From the entries that follow, reproduce exactly and only the lines from the line with "#[derive(Debug, Default)]" to the line with "pub fn len(&self)", endpoints included.

** SUPPLIED MATERIAL follows **

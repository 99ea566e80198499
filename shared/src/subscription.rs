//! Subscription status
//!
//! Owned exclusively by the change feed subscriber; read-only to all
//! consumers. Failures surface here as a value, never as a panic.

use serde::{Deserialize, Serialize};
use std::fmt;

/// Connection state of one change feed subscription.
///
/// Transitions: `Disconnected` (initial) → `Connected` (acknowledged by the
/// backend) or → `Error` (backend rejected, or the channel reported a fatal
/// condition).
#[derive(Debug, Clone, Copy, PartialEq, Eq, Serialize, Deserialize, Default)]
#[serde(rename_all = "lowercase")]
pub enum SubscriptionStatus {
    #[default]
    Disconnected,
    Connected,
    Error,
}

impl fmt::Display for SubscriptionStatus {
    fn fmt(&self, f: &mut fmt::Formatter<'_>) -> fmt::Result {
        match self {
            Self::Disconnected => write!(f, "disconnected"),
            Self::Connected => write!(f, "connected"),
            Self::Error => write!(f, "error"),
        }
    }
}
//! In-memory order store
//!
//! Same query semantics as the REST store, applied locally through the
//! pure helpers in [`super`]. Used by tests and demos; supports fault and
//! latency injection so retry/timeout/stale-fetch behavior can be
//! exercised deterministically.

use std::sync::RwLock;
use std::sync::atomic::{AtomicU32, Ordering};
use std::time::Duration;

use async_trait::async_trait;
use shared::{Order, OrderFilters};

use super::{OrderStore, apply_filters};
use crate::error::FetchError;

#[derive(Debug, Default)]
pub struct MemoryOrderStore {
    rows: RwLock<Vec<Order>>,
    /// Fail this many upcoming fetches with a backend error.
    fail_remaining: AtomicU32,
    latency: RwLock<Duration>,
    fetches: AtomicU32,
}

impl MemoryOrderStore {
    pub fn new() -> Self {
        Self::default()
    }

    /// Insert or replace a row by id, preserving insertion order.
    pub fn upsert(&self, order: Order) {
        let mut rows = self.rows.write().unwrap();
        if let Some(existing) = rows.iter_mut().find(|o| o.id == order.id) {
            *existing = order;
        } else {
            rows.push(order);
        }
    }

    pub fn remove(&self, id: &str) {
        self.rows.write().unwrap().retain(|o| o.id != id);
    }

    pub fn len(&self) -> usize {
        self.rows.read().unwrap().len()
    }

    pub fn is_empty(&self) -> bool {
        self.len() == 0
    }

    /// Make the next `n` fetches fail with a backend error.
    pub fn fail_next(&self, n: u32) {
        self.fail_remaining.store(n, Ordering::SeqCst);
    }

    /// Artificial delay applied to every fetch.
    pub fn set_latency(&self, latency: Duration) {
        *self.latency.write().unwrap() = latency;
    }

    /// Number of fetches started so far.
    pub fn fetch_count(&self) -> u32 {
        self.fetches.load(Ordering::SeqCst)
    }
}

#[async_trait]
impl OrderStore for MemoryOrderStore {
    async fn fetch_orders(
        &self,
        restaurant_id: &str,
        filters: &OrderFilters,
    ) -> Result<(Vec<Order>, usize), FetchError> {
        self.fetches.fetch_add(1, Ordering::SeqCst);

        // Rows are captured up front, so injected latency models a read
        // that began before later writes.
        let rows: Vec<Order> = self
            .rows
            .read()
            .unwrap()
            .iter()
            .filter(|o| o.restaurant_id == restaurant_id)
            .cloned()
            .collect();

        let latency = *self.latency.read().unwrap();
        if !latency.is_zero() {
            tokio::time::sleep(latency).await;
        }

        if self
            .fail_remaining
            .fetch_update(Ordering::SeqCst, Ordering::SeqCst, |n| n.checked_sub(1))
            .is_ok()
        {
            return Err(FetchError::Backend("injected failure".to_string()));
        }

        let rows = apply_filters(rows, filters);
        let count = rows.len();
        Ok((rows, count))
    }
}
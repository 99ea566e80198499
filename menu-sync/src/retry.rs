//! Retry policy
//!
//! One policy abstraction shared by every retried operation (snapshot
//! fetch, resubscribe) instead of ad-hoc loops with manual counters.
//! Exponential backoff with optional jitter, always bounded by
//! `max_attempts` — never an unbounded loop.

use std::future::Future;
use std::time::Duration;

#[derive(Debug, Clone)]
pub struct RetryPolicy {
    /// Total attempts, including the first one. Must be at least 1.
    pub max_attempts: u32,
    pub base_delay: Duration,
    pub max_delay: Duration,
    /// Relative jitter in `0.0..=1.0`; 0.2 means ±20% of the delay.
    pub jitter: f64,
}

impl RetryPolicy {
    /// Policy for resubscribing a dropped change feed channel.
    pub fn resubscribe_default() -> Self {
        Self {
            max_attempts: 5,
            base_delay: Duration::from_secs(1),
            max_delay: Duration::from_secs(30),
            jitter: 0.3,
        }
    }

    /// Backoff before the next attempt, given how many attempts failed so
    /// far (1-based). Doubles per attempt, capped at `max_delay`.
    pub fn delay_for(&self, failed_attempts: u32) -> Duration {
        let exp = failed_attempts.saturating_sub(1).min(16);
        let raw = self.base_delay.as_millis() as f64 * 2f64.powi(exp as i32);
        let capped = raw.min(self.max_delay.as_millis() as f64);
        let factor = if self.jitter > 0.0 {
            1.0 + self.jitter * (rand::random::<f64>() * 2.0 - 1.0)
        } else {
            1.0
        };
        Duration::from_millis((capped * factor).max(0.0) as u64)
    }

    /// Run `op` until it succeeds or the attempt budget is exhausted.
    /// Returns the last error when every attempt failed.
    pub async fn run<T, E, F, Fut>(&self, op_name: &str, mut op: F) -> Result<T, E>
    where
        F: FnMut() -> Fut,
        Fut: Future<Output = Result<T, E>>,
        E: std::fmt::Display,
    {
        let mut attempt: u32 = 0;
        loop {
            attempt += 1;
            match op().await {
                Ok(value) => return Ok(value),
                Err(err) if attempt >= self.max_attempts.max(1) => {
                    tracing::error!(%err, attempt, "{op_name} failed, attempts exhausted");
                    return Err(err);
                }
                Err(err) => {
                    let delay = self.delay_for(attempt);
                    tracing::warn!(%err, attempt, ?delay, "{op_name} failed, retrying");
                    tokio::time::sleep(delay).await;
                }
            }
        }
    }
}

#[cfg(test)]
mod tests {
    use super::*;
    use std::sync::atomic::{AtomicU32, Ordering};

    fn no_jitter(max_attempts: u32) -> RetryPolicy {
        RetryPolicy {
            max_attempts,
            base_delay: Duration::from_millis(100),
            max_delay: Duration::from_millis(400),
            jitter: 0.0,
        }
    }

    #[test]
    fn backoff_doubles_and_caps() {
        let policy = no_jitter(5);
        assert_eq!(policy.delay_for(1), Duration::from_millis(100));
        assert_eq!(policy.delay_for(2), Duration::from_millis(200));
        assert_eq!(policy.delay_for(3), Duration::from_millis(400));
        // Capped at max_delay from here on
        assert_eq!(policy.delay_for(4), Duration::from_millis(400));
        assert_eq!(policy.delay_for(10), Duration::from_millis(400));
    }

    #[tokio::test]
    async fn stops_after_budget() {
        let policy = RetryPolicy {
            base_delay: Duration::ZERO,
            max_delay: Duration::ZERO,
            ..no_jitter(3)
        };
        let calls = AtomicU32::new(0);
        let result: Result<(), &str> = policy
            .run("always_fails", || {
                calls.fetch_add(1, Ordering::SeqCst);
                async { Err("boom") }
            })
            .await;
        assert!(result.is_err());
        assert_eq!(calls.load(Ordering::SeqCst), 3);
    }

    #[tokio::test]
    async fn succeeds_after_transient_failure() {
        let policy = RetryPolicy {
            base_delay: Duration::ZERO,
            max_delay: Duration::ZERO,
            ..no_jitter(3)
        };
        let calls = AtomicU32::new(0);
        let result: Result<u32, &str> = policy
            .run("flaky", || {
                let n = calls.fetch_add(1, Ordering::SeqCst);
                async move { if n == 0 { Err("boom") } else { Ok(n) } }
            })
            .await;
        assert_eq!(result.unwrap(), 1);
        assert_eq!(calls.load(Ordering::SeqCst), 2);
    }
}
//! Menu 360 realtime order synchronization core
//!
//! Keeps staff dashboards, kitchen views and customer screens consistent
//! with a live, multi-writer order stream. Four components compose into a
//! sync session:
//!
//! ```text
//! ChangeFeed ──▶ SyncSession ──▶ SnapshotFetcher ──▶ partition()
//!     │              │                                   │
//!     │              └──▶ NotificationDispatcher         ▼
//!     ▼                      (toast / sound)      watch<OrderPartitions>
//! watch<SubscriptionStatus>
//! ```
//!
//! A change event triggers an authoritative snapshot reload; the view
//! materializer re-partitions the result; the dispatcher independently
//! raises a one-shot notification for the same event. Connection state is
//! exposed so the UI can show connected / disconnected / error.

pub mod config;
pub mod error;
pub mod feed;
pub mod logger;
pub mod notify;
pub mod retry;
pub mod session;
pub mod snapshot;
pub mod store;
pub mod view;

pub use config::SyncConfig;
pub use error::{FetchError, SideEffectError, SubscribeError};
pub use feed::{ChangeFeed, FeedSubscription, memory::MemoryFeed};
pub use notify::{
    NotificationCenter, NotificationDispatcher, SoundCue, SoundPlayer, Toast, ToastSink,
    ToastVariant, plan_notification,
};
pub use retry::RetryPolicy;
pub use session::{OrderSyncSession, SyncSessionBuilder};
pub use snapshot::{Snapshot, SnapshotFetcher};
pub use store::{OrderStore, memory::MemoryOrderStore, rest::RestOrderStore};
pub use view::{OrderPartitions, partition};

** End of SUPPLIED MATERIAL **

ANSWER SPACE –
#[derive(Debug, Default)]
pub struct MemoryOrderStore {
    rows: RwLock<Vec<Order>>,
    /// Fail this many upcoming fetches with a backend error.
    fail_remaining: AtomicU32,
    latency: RwLock<Duration>,
    fetches: AtomicU32,
}

impl MemoryOrderStore {
    pub fn new() -> Self {
        Self::default()
    }

    /// Insert or replace a row by id, preserving insertion order.
    pub fn upsert(&self, order: Order) {
        let mut rows = self.rows.write().unwrap();
        if let Some(existing) = rows.iter_mut().find(|o| o.id == order.id) {
            *existing = order;
        } else {
            rows.push(order);
        }
    }

    pub fn remove(&self, id: &str) {
        self.rows.write().unwrap().retain(|o| o.id != id);
    }

    pub fn len(&self) -> usize {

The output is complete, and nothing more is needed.